The last time the Cubs won a title Teddy Roosevelt was the President of the United States. Gas cost just 20 cents per gallon. It cost two cents to buy a Hershey’s bar. It has been a long time coming.

The path taken has not been the easiest. There have been many disappointments and heartbreaks for Chicago fans over the past 108 years. There have been good years where the team just didn’t perform up to expectations in the playoffs. Recently there have been a lot of bad years that allowed them to stockpile draft picks to put together a strong young lineup that crushed opposing pitchers this year. There was, of course, the infamous Steve Bartman play. With the Cubs five outs away from a World Series berth in the 2003 NLCS, Bartman, a fan seated in foul territory, reached out to catch a foul ball that Cubs outfielder Moises Alou was going for. It bounced off of Bartman as Alou tried to make the catch that would have put them four outs away. Instead, the Cubs managed to blow a 3-0 lead in the eighth inning as the Marlins came back to win and then stomped them the next night for Game seven.

What is now known as the “Bartman Incident” will never be forgotten by Cubs fans, but this year certainly eases the pain. Not only did they win the championship, but they did it in an exciting fashion.

With Indians ace Corey Kluber taking the mound for the third time this series (resulting in Indians wins the previous two starts) the Cubs had reason to be worried, but they countered with Cy Young candidate Kyle Hendricks. Neither starter brought their best stuff with Chicago up 5-3 after five innings. They tacked on another run to make it 6-3 going into the eighth and ace closer Aroldis Chapman on the mound. They looked like they were sitting pretty until Chapman imploded. He gave up a double to give them a 6-4 lead before Indians’ outfielder Rajai Davis ripped a fastball over the left field fence to tie the game and send Progressive Field into a frenzy.

It looked like the Cubs might be heading for another disappointment as heads dropped in the dugout and they could feel the momentum shift. But Chapman escaped the inning and no scoring in the ninth inning sent it to extra innings. These teams took the 2016 as far as it could go and then some.

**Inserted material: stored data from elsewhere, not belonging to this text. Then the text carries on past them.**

#[cfg(test)]
mod tests {
    use super::*;

    fn tree() -> Arc<Node> {
        Node::new_root(Arc::new(CacheMetrics::new()))
    }

    fn path(root: &Arc<Node>, tokens: &[&str]) -> Arc<Node> {
        let mut node = Arc::clone(root);
        for token in tokens {
            node = node.get_or_create_child(token).unwrap();
        }
        node
    }

    fn resident(root: &Arc<Node>) -> i64 {
        root.metrics.resident_values.load(Ordering::Relaxed)
    }

    #[test]
    fn test_put_last_write_wins() {
        let root = tree();
        let node = path(&root, &["a", "b"]);
        assert_eq!(node.put(Bytes::from_static(b"v2"), true, 20), WriteOutcome::Applied);
        assert_eq!(node.put(Bytes::from_static(b"v1"), true, 10), WriteOutcome::Stale);
        assert_eq!(
            node.slot(),
            Slot::Value {
                value: Bytes::from_static(b"v2"),
                time: 20
            }
        );
        // equal time is accepted
        assert_eq!(node.put(Bytes::from_static(b"v3"), true, 20), WriteOutcome::Applied);
        assert_eq!(resident(&root), 1);
    }

    #[test]
    fn test_path_nodes_start_unknown() {
        let root = tree();
        let leaf = path(&root, &["a", "b"]);
        leaf.put(Bytes::from_static(b"x"), true, 1);
        let a = root.child("a").unwrap();
        assert_eq!(a.slot(), Slot::Unknown);
        assert_eq!(root.metrics.tree_nodes.load(Ordering::Relaxed), 2);
    }

    #[test]
    fn test_delete_sync_leaves_tombstone() {
        let root = tree();
        let node = path(&root, &["k"]);
        node.put(Bytes::from_static(b"x"), true, 1);
        assert_eq!(node.delete(true, 2), WriteOutcome::Applied);
        assert_eq!(node.slot(), Slot::Tombstone { time: 2 });
        assert_eq!(node.purge_state(), PurgeState::PendingPurge);
        assert_eq!(resident(&root), 0);

        let snap = node.sync_snapshot();
        assert!(snap.sync_needed);
        assert_eq!(snap.record(), WireRecord::tombstone(2));
    }

    #[test]
    fn test_delete_local_releases_slot() {
        let root = tree();
        let node = path(&root, &["k"]);
        node.put(Bytes::from_static(b"x"), false, 1);
        assert_eq!(node.delete(false, 2), WriteOutcome::Applied);
        assert_eq!(node.purge_state(), PurgeState::Purged);
        assert_eq!(node.slot(), Slot::Unknown);
        assert_eq!(node.delete(false, 3), WriteOutcome::Unchanged);
        assert_eq!(node.put(Bytes::from_static(b"old"), true, 1), WriteOutcome::Stale);
    }

    #[test]
    fn test_purge_lifecycle_waits_for_sync() {
        let root = tree();
        let parent = path(&root, &["a"]);
        let node = path(&root, &["a", "b"]);
        node.put(Bytes::from_static(b"x"), true, 7);

        // dirty nodes are never released
        assert!(!node.try_purge_ready());

        let snap = node.sync_snapshot();
        assert!(node.mark_flushed(&snap));
        assert!(node.try_purge_ready());
        assert_eq!(node.purge_state(), PurgeState::PendingPurge);
        assert!(node.try_purge_confirm());
        assert_eq!(node.purge_state(), PurgeState::Purged);
        assert_eq!(resident(&root), 0);

        assert_eq!(parent.consistency_loss_time(), 7);
        assert_eq!(root.consistency_loss_time(), 7);
        assert_eq!(node.consistency_loss_time(), 0);
    }

    #[test]
    fn test_mark_flushed_guards_against_racing_write() {
        let root = tree();
        let node = path(&root, &["k"]);
        node.put(Bytes::from_static(b"x"), true, 1);
        let snap = node.sync_snapshot();
        node.put(Bytes::from_static(b"y"), true, 2);
        assert!(!node.mark_flushed(&snap));
        assert!(node.sync_snapshot().sync_needed);
    }

    #[test]
    fn test_confirm_needs_backing_ack() {
        let root = tree();
        let node = path(&root, &["k"]);
        node.put(Bytes::from_static(b"x"), true, 5);
        node.delete(true, 6);
        // flushed but not yet acknowledged
        {
            let mut st = node.state.lock();
            st.sync_needed = false;
        }
        assert!(!node.try_purge_confirm());
        assert!(!node.confirm_synced(5));
        assert!(node.confirm_synced(6));
        assert!(node.try_purge_confirm());
        assert_eq!(node.slot(), Slot::Unknown);
    }

    #[test]
    fn test_load_record() {
        let root = tree();
        let node = path(&root, &["k"]);
        let record = WireRecord::present(100, Bytes::from_static(b"x"));
        assert_eq!(node.load_record(&record), WriteOutcome::Applied);
        assert_eq!(
            node.slot(),
            Slot::Value {
                value: Bytes::from_static(b"x"),
                time: 100
            }
        );
        assert!(!node.sync_snapshot().sync_needed);

        // an older record never replaces newer knowledge
        assert_eq!(
            node.load_record(&WireRecord::tombstone(50)),
            WriteOutcome::Unchanged
        );
        assert_eq!(
            node.load_record(&WireRecord::tombstone(150)),
            WriteOutcome::Applied
        );
        assert_eq!(node.slot(), Slot::Tombstone { time: 150 });
    }

    #[test]
    fn test_blind_write_flag() {
        let root = tree();
        let node = path(&root, &["k"]);
        node.put(Bytes::from_static(b"x"), true, 1);
        assert!(node.sync_snapshot().blind);

        // older backing record: the local write stands and is no longer blind
        node.load_record(&WireRecord::present(0, Bytes::new()));
        assert!(!node.sync_snapshot().blind);
        assert!(node.sync_snapshot().sync_needed);
    }

    #[test]
    fn test_mirror_purge() {
        let root = tree();
        let node = path(&root, &["k"]);
        node.put(Bytes::from_static(b"x"), true, 1);
        assert!(!node.mirror_purge());

        node.load_record(&WireRecord::tombstone(2));
        assert!(node.mirror_purge());
        assert_eq!(node.purge_state(), PurgeState::Purged);
    }

    #[test]
    fn test_collect_garbage_walks_upward() {
        let root = tree();
        let leaf = path(&root, &["a", "b", "c"]);
        leaf.put(Bytes::from_static(b"x"), false, 1);
        leaf.delete(false, 2);

        leaf.collect_garbage();
        assert!(leaf.is_detached());
        assert!(!root.has_children());
        assert_eq!(root.metrics.tree_nodes.load(Ordering::Relaxed), 0);

        // a detached node refuses writes and new children
        assert_eq!(leaf.put(Bytes::new(), true, 3), WriteOutcome::Detached);
        assert!(leaf.get_or_create_child("d").is_none());
    }

    #[test]
    fn test_collect_garbage_keeps_live_and_lossy_nodes() {
        let root = tree();
        let live = path(&root, &["a", "live"]);
        live.put(Bytes::from_static(b"x"), false, 1);
        let gone = path(&root, &["a", "gone"]);
        gone.collect_garbage();
        assert!(gone.is_detached());
        assert!(root.child("a").is_some());

        let lossy = path(&root, &["b"]);
        lossy.consistency_loss(5);
        lossy.collect_garbage();
        assert!(!lossy.is_detached());
        assert!(lossy.clear_consistency_loss(5));
        assert!(!lossy.clear_consistency_loss(5));
    }

    #[test]
    fn test_detached_time_parks_older_writes() {
        let root = tree();
        let leaf = path(&root, &["a", "b"]);
        leaf.put(Bytes::from_static(b"x"), false, 10);
        leaf.delete(false, 12);
        leaf.collect_garbage();
        assert_eq!(root.released_time.load(Ordering::Relaxed), 12);

        // a fresh slot cannot tell whether 11 is older than what was released
        let leaf = path(&root, &["a", "b"]);
        assert_eq!(leaf.put(Bytes::from_static(b"y"), true, 11), WriteOutcome::Applied);
        assert_eq!(leaf.slot(), Slot::Unknown);
        assert!(leaf.sync_snapshot().unverified);
        leaf.collect_garbage();
        assert!(!leaf.is_detached());

        assert_eq!(
            leaf.settle(Some(&WireRecord::tombstone(12))),
            WriteOutcome::Stale
        );
        assert_eq!(leaf.slot(), Slot::Tombstone { time: 12 });
        assert!(!leaf.sync_snapshot().sync_needed);
        assert_eq!(leaf.settle(None), WriteOutcome::Unchanged);

        // later writes are ordered normally
        let other = path(&root, &["a", "c"]);
        assert_eq!(other.put(Bytes::from_static(b"z"), true, 13), WriteOutcome::Applied);
        assert!(!other.sync_snapshot().unverified);
    }

    #[tokio::test]
    async fn test_settled_write_notifies_once_visible() {
        let root = tree();
        let parent = path(&root, &["a"]);
        let gone = path(&root, &["a", "b"]);
        gone.put(Bytes::from_static(b"x"), false, 10);
        gone.delete(false, 10);
        let (tx, mut rx) = mpsc::channel(4);
        parent.subscribe("s1", tx);
        gone.collect_garbage();
        assert!(gone.is_detached());

        let leaf = path(&root, &["a", "b"]);
        leaf.put(Bytes::from_static(b"y"), true, 5);
        assert!(rx.try_recv().is_err());

        assert_eq!(
            leaf.settle(Some(&WireRecord::present(3, Bytes::new()))),
            WriteOutcome::Applied
        );
        assert_eq!(
            leaf.slot(),
            Slot::Value {
                value: Bytes::from_static(b"y"),
                time: 5
            }
        );
        let event = rx.recv().await.unwrap();
        assert_eq!(event.value, Some(Bytes::from_static(b"y")));
        // checked against the backing record already
        assert!(!leaf.sync_snapshot().blind);
    }

    #[test]
    fn test_put_child_if_absent() {
        let root = tree();
        let parent = path(&root, &["a"]);
        assert_eq!(
            parent.put_child_if_absent("k", Bytes::from_static(b"1"), true, 1, false),
            CreateOutcome::NeedsProbe
        );
        assert_eq!(
            parent.put_child_if_absent("k", Bytes::from_static(b"1"), true, 1, true),
            CreateOutcome::Created
        );
        assert_eq!(
            parent.put_child_if_absent("k", Bytes::from_static(b"2"), true, 2, true),
            CreateOutcome::Exists
        );

        let child = parent.child("k").unwrap();
        child.delete(true, 3);
        assert_eq!(
            parent.put_child_if_absent("k", Bytes::from_static(b"3"), true, 4, false),
            CreateOutcome::Created
        );
    }

    #[tokio::test]
    async fn test_subscribers_never_block() {
        let root = tree();
        let parent = path(&root, &["a"]);
        let (tx, mut rx) = mpsc::channel(1);
        parent.subscribe("s1", tx);

        let child = path(&root, &["a", "b"]);
        child.put(Bytes::from_static(b"1"), true, 1);
        child.put(Bytes::from_static(b"2"), true, 2);
        child.delete(true, 3);

        let first = rx.recv().await.unwrap();
        assert_eq!(first.token, "b");
        assert_eq!(first.value, Some(Bytes::from_static(b"1")));
        assert_eq!(
            root.metrics.dropped_notifications.load(Ordering::Relaxed),
            2
        );

        assert!(parent.unsubscribe("s1"));
        assert!(!parent.unsubscribe("s1"));
    }
}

The Cubs were able to dig deep and put up two runs in the top of the 10th. Davis gave them another scare by driving in a run in the bottom of the inning, but Cubs MVP candidate fielded an easy ground ball for the third out, finally washing away years of pain for generations of Cubs fans.

Back in Chicago, fans started celebrating well before the players returned home. People were screaming, they were running, they were cheering “Go Cubs Go.” Some were in such shock and awe over what they had witnessed that they couldn’t even say anything—just walk around and smile. So many of these people had waited their whole life — 30, 40, 50 years — for this moment.

The Cubs returned home heroes the next day. Around 5 million people showed up for the victory parade and rally, in which Cubs legends, past and present, spoke to the crowd and the World Series champions were honored. They even dyed the Chicago river blue as an homage to the St. Patrick’s Day tradition of dying it green. But it was a special occasion.

This Cubs team was destined for this moment from the start of the season started and they took matters into their own hands and made history. This team will be remembered forever in the sport of baseball and Chicago lore.